When calculating a child support obligation, what effect does a simultaneous spousal maintenance award have? The November 21, 2013 decision of the Appellate Division, Third Department, in Alecca v. Alecca reveals the conflict among the Departments, questions of logic, and the need for action by the Legislature.
Agreeing with Judge Anthony McGinty, deciding for the Ulster County Supreme Court, the appellate court held in Alecca that if a spousal maintenance award does not terminate until after all children have been emancipated, the maintenance award may not be deducted from the payor’s income for child support calculation purposes. Spousal maintenance does get deducted if it terminates before all children are emancipated and the awarding court provides for a specific adjustment of child support at the time of the maintenance termination.

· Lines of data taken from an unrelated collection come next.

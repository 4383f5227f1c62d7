//! Console statistics for a finished crawl

use crate::policy::TrapCategory;
use crate::state::CrawlState;

/// Crawl statistics summary
#[derive(Debug, Clone, PartialEq)]
pub struct CrawlStatistics {
    /// Pages taken from the frontier this run
    pub pages_downloaded: u64,

    /// Number of distinct subdomains visited
    pub subdomains: u64,

    /// Accepted out-links across all pages
    pub total_out_links: u64,

    /// Trap URLs per category, in report order
    pub traps: Vec<(TrapCategory, u64)>,

    /// URLs left in the frontier
    pub frontier_remaining: u64,
}

impl CrawlStatistics {
    /// Summarizes a final crawl state
    pub fn from_state(state: &CrawlState, frontier_remaining: u64) -> Self {
        Self {
            pages_downloaded: state.pages_downloaded() as u64,
            subdomains: state.subdomain_counts().len() as u64,
            total_out_links: state.out_link_counts().map(|(_, count)| count).sum(),
            traps: TrapCategory::ALL
                .iter()
                .map(|&category| (category, state.trap_count(category) as u64))
                .collect(),
            frontier_remaining,
        }
    }

    pub fn total_traps(&self) -> u64 {
        self.traps.iter().map(|(_, count)| count).sum()
    }
}

/// Prints statistics to stdout in a formatted manner
pub fn print_statistics(stats: &CrawlStatistics) {
    println!("=== Crawl Statistics ===\n");

    println!("Overview:");
    println!("  Pages downloaded: {}", stats.pages_downloaded);
    println!("  Subdomains visited: {}", stats.subdomains);
    println!("  Accepted out links: {}", stats.total_out_links);
    println!("  Left in frontier: {}", stats.frontier_remaining);
    println!();

    println!("Traps ({}):", stats.total_traps());
    for (category, count) in &stats.traps {
        let percentage = if stats.total_traps() > 0 {
            (*count as f64 / stats.total_traps() as f64) * 100.0
        } else {
            0.0
        };
        println!("  {}: {} ({:.1}%)", category, count, percentage);
    }
}
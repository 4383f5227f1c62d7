use crate::frontier::{Frontier, FrontierResult};
use std::collections::{HashSet, VecDeque};

/// In-memory FIFO frontier
#[derive(Debug, Default)]
pub struct MemoryFrontier {
    queue: VecDeque<String>,
    seen: HashSet<String>,
    fetched: u64,
}

impl MemoryFrontier {
    /// Creates an empty frontier
    pub fn new() -> Self {
        Self::default()
    }

    /// Creates a frontier holding the given seeds, duplicates dropped
    pub fn with_seeds<I, S>(seeds: I) -> Self
    where
        I: IntoIterator<Item = S>,
        S: AsRef<str>,
    {
        let mut frontier = Self::new();
        for seed in seeds {
            frontier.push(seed.as_ref());
        }
        frontier
    }

    fn push(&mut self, url: &str) -> bool {
        if !self.seen.insert(url.to_string()) {
            return false;
        }
        self.queue.push_back(url.to_string());
        true
    }
}

impl Frontier for MemoryFrontier {
    fn has_next(&self) -> FrontierResult<bool> {
        Ok(!self.queue.is_empty())
    }

    fn next_url(&mut self) -> FrontierResult<Option<String>> {
        let next = self.queue.pop_front();
        if next.is_some() {
            self.fetched += 1;
        }
        Ok(next)
    }

    fn add_url(&mut self, url: &str) -> FrontierResult<bool> {
        Ok(self.push(url))
    }

    fn has_seen(&self, url: &str) -> FrontierResult<bool> {
        Ok(self.seen.contains(url))
    }

    fn fetched_count(&self) -> FrontierResult<u64> {
        Ok(self.fetched)
    }

    fn len(&self) -> FrontierResult<u64> {
        Ok(self.queue.len() as u64)
    }
}
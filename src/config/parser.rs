use crate::config::types::Config;
use crate::config::validation::validate;
use crate::ConfigError;
use sha2::{Digest, Sha256};
use std::path::Path;

/// Loads and parses a configuration file from the given path
///
/// # Arguments
///
/// * `path` - Path to the TOML configuration file
///
/// # Returns
///
/// * `Ok(Config)` - Successfully loaded and validated configuration
/// * `Err(ConfigError)` - Failed to load, parse, or validate the configuration
///
/// # Example
///
/// ```no_run
/// use std::path::Path;
/// use snare_crawler::config::load_config;
///
/// let config = load_config(Path::new("config.toml")).unwrap();
/// println!("Target domains: {:?}", config.policy.target_domains);
/// ```
pub fn load_config(path: &Path) -> Result<Config, ConfigError> {
    let content = std::fs::read_to_string(path)?;
    let config: Config = toml::from_str(&content)?;
    validate(&config)?;
    Ok(config)
}

/// Computes a SHA-256 hash of the configuration file content
///
/// Logged at startup so two crawl reports can be tied back to the exact
/// policy they ran under.
pub fn compute_config_hash(path: &Path) -> Result<String, ConfigError> {
    let content = std::fs::read(path)?;
    let mut hasher = Sha256::new();
    hasher.update(&content);
    Ok(hex::encode(hasher.finalize()))
}

/// Loads a configuration and returns both the config and its hash
pub fn load_config_with_hash(path: &Path) -> Result<(Config, String), ConfigError> {
    let config = load_config(path)?;
    let hash = compute_config_hash(path)?;
    Ok((config, hash))
}
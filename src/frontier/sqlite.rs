//! SQLite-backed frontier
//!
//! Every queued URL gets a row; popping marks the row fetched instead of
//! deleting it, so the table doubles as the seen set and survives restarts.

use crate::frontier::schema::initialize_schema;
use crate::frontier::{Frontier, FrontierResult};
use chrono::Utc;
use rusqlite::{params, Connection, OptionalExtension};
use std::path::Path;

/// Persistent FIFO frontier
pub struct SqliteFrontier {
    conn: Connection,
}

impl SqliteFrontier {
    /// Opens or creates the frontier database at `path`
    ///
    /// Existing rows are kept; call [`SqliteFrontier::clear`] to start over.
    pub fn open(path: &Path) -> FrontierResult<Self> {
        if let Some(parent) = path.parent() {
            if !parent.as_os_str().is_empty() {
                std::fs::create_dir_all(parent)?;
            }
        }

        let conn = Connection::open(path)?;

        conn.execute_batch(
            "
            PRAGMA journal_mode = WAL;
            PRAGMA synchronous = NORMAL;
            PRAGMA temp_store = MEMORY;
        ",
        )?;

        initialize_schema(&conn)?;

        Ok(Self { conn })
    }

    /// Creates an in-memory database
    pub fn open_in_memory() -> FrontierResult<Self> {
        let conn = Connection::open_in_memory()?;
        initialize_schema(&conn)?;
        Ok(Self { conn })
    }

    /// Deletes every queued and fetched URL
    pub fn clear(&mut self) -> FrontierResult<()> {
        self.conn.execute("DELETE FROM frontier_urls", [])?;
        Ok(())
    }

    fn count_where(&self, fetched: bool) -> FrontierResult<u64> {
        let count: i64 = self.conn.query_row(
            "SELECT COUNT(*) FROM frontier_urls WHERE fetched = ?1",
            params![fetched],
            |row| row.get(0),
        )?;
        Ok(count as u64)
    }
}

impl Frontier for SqliteFrontier {
    fn has_next(&self) -> FrontierResult<bool> {
        let next: Option<i64> = self
            .conn
            .query_row(
                "SELECT id FROM frontier_urls WHERE fetched = 0 LIMIT 1",
                [],
                |row| row.get(0),
            )
            .optional()?;
        Ok(next.is_some())
    }

    fn next_url(&mut self) -> FrontierResult<Option<String>> {
        let tx = self.conn.transaction()?;

        let next: Option<(i64, String)> = tx
            .query_row(
                "SELECT id, url FROM frontier_urls WHERE fetched = 0 ORDER BY id LIMIT 1",
                [],
                |row| Ok((row.get(0)?, row.get(1)?)),
            )
            .optional()?;

        if let Some((id, _)) = &next {
            let now = Utc::now().to_rfc3339();
            tx.execute(
                "UPDATE frontier_urls SET fetched = 1, fetched_at = ?1 WHERE id = ?2",
                params![now, id],
            )?;
        }

        tx.commit()?;
        Ok(next.map(|(_, url)| url))
    }

    fn add_url(&mut self, url: &str) -> FrontierResult<bool> {
        let now = Utc::now().to_rfc3339();
        let inserted = self.conn.execute(
            "INSERT OR IGNORE INTO frontier_urls (url, discovered_at) VALUES (?1, ?2)",
            params![url, now],
        )?;
        Ok(inserted > 0)
    }

    fn has_seen(&self, url: &str) -> FrontierResult<bool> {
        let id: Option<i64> = self
            .conn
            .query_row(
                "SELECT id FROM frontier_urls WHERE url = ?1",
                params![url],
                |row| row.get(0),
            )
            .optional()?;
        Ok(id.is_some())
    }

    fn fetched_count(&self) -> FrontierResult<u64> {
        self.count_where(true)
    }

    fn len(&self) -> FrontierResult<u64> {
        self.count_where(false)
    }
}
use crate::corpus::{ContentResolver, FetchResult};
use std::collections::HashMap;

/// In-memory corpus keyed by exact URL
///
/// Handy for embedding a fixed site map and for tests.
#[derive(Debug, Clone, Default)]
pub struct StaticCorpus {
    pages: HashMap<String, Vec<u8>>,
}

impl StaticCorpus {
    /// Creates an empty corpus
    pub fn new() -> Self {
        Self::default()
    }

    /// Adds (or replaces) a page, returning the corpus for chaining
    pub fn with_page(mut self, url: impl Into<String>, content: impl Into<Vec<u8>>) -> Self {
        self.insert(url, content);
        self
    }

    /// Adds (or replaces) a page
    pub fn insert(&mut self, url: impl Into<String>, content: impl Into<Vec<u8>>) {
        self.pages.insert(url.into(), content.into());
    }

    /// Number of pages in the corpus
    pub fn len(&self) -> usize {
        self.pages.len()
    }

    /// Returns true if the corpus holds no pages
    pub fn is_empty(&self) -> bool {
        self.pages.is_empty()
    }
}

impl ContentResolver for StaticCorpus {
    fn resolve(&self, url: &str) -> FetchResult {
        match self.pages.get(url) {
            Some(content) => FetchResult::found(url, content.clone()),
            None => FetchResult::absent(url),
        }
    }
}
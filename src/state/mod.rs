//! State module for crawl analytics
//!
//! `CrawlState` holds everything the final report needs: visits per
//! subdomain, accepted out-links per page, the downloaded set and the trap
//! inventory. Workers describe changes as [`CrawlEvent`]s; one owner applies
//! them.

mod crawl_state;

pub use crawl_state::{CrawlEvent, CrawlState};
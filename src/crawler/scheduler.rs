//! Scheduler for handing out frontier URLs to crawl workers
//!
//! This module handles:
//! - Serializing every frontier and validator access behind one lock, so a
//!   seen-check, its validation and the enqueue happen as one step
//! - Tracking in-flight URLs, so an empty frontier only ends the crawl once
//!   no worker can still add to it
//! - The page budget and cooperative cancellation

use crate::corpus::FetchResult;
use crate::frontier::Frontier;
use crate::policy::{UrlValidator, Verdict};
use crate::Result;
use std::sync::atomic::{AtomicBool, AtomicUsize, Ordering};
use std::sync::Arc;
use tokio::sync::{Mutex, Notify};

/// Shared cancellation flag that also wakes idle workers
#[derive(Debug, Default)]
struct Signal {
    stopped: AtomicBool,
    wake: Notify,
}

/// Requests that a running crawl stop taking new URLs
///
/// URLs already being processed are finished first.
#[derive(Debug, Clone)]
pub struct StopHandle {
    signal: Arc<Signal>,
}

impl StopHandle {
    pub fn stop(&self) {
        self.signal.stopped.store(true, Ordering::SeqCst);
        self.signal.wake.notify_waiters();
    }

    pub fn is_stopped(&self) -> bool {
        self.signal.stopped.load(Ordering::SeqCst)
    }
}

/// What happened to a candidate link offered to the frontier
#[derive(Debug, Clone, Copy, PartialEq, Eq)]
pub enum Offer {
    /// Already queued or visited; not validated
    Seen,

    /// Validated and queued
    Queued,

    /// Validated and rejected
    Rejected(Verdict),
}

/// A URL handed out by [`Scheduler::claim`]
///
/// The URL counts as in flight until the claim is dropped, including when
/// the worker holding it unwinds.
pub struct Claim<'a> {
    url: String,
    scheduler: &'a Scheduler,
}

impl Claim<'_> {
    pub fn url(&self) -> &str {
        &self.url
    }
}

impl Drop for Claim<'_> {
    fn drop(&mut self) {
        self.scheduler.release();
    }
}

struct Shared {
    frontier: Box<dyn Frontier>,
    validator: UrlValidator,
    claimed: u64,
}

/// Scheduler owns the frontier and the validator for the duration of a crawl
pub struct Scheduler {
    shared: Mutex<Shared>,
    // only incremented under the `shared` lock
    in_flight: AtomicUsize,
    signal: Arc<Signal>,
    max_pages: Option<u64>,
}

impl Scheduler {
    /// Creates a scheduler over a seeded frontier
    ///
    /// `max_pages` bounds the number of URLs handed out by this scheduler.
    pub fn new(frontier: Box<dyn Frontier>, validator: UrlValidator, max_pages: Option<u64>) -> Self {
        Self {
            shared: Mutex::new(Shared {
                frontier,
                validator,
                claimed: 0,
            }),
            in_flight: AtomicUsize::new(0),
            signal: Arc::new(Signal::default()),
            max_pages,
        }
    }

    pub fn stop_handle(&self) -> StopHandle {
        StopHandle {
            signal: Arc::clone(&self.signal),
        }
    }

    /// Waits for the next URL to process
    ///
    /// Returns `None` once the crawl is over: the frontier is empty with
    /// nothing in flight, the page budget is spent, or a stop was requested.
    /// The returned [`Claim`] keeps the URL in flight until it is dropped.
    pub async fn claim(&self) -> Result<Option<Claim<'_>>> {
        loop {
            // Registered before checking, so a wake between the check and
            // the await is not lost.
            let notified = self.signal.wake.notified();
            tokio::pin!(notified);
            notified.as_mut().enable();

            {
                let mut shared = self.shared.lock().await;

                if self.signal.stopped.load(Ordering::SeqCst) {
                    return Ok(None);
                }

                if let Some(max) = self.max_pages {
                    if shared.claimed >= max {
                        tracing::debug!("Page budget of {} reached", max);
                        return Ok(None);
                    }
                }

                if let Some(url) = shared.frontier.next_url()? {
                    self.in_flight.fetch_add(1, Ordering::SeqCst);
                    shared.claimed += 1;
                    return Ok(Some(Claim {
                        url,
                        scheduler: self,
                    }));
                }

                if self.in_flight.load(Ordering::SeqCst) == 0 {
                    drop(shared);
                    // wake idle workers so they see the same empty frontier
                    self.signal.wake.notify_waiters();
                    return Ok(None);
                }
            }

            notified.await;
        }
    }

    /// Marks a claimed URL as fully processed
    fn release(&self) {
        let _ = self
            .in_flight
            .fetch_update(Ordering::SeqCst, Ordering::SeqCst, |n| n.checked_sub(1));
        self.signal.wake.notify_waiters();
    }

    /// Number of URLs claimed and not yet released
    pub fn in_flight(&self) -> usize {
        self.in_flight.load(Ordering::SeqCst)
    }

    /// Returns true if the frontier has already seen `url`
    pub async fn has_seen(&self, url: &str) -> Result<bool> {
        let shared = self.shared.lock().await;
        Ok(shared.frontier.has_seen(url)?)
    }

    /// Validates a candidate link and queues it if accepted
    ///
    /// `fetched` is the candidate's own resolved content. The seen-check is
    /// repeated under the lock because another worker may have queued the
    /// link since the caller last looked.
    pub async fn offer(&self, url: &str, fetched: &FetchResult) -> Result<Offer> {
        let offer = {
            let mut shared = self.shared.lock().await;

            if shared.frontier.has_seen(url)? {
                return Ok(Offer::Seen);
            }

            let verdict = shared.validator.validate_fetched(fetched);
            if !verdict.is_accept() {
                return Ok(Offer::Rejected(verdict));
            }

            if shared.frontier.add_url(url)? {
                Offer::Queued
            } else {
                Offer::Seen
            }
        };

        self.signal.wake.notify_waiters();
        Ok(offer)
    }

    /// Number of URLs waiting in the frontier
    pub async fn frontier_size(&self) -> Result<u64> {
        let shared = self.shared.lock().await;
        Ok(shared.frontier.len()?)
    }

    /// Number of URLs the frontier has handed out, including earlier runs
    pub async fn fetched_count(&self) -> Result<u64> {
        let shared = self.shared.lock().await;
        Ok(shared.frontier.fetched_count()?)
    }

    /// Per-path query counter of the validator
    pub async fn query_visits(&self, host: &str, path: &str) -> u32 {
        self.shared.lock().await.validator.query_visits(host, path)
    }
}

Child support is presumptively the function of the Child Support Standards Acct (C.S.S.A.) formula (D.R.L. §240 [1-b]; F.C.A. §413). Depending upon the number of children to be supported, the presumptive formula is a certain percentage of parental income, with the obligation of the support payor being the payor’s pro rata portion of the combined parental income of both parents. In addition to the basic child support obligation, the parents’ obligation to pay additional amounts for health and child care expenses is also presumptively a function of the parents’ pro rata shares of their combined income. Although relevant, an add-on obligation for educational expenses (if warranted by the circumstances, justice, and the best interests of the child) is not expressly a function of pro rata shares.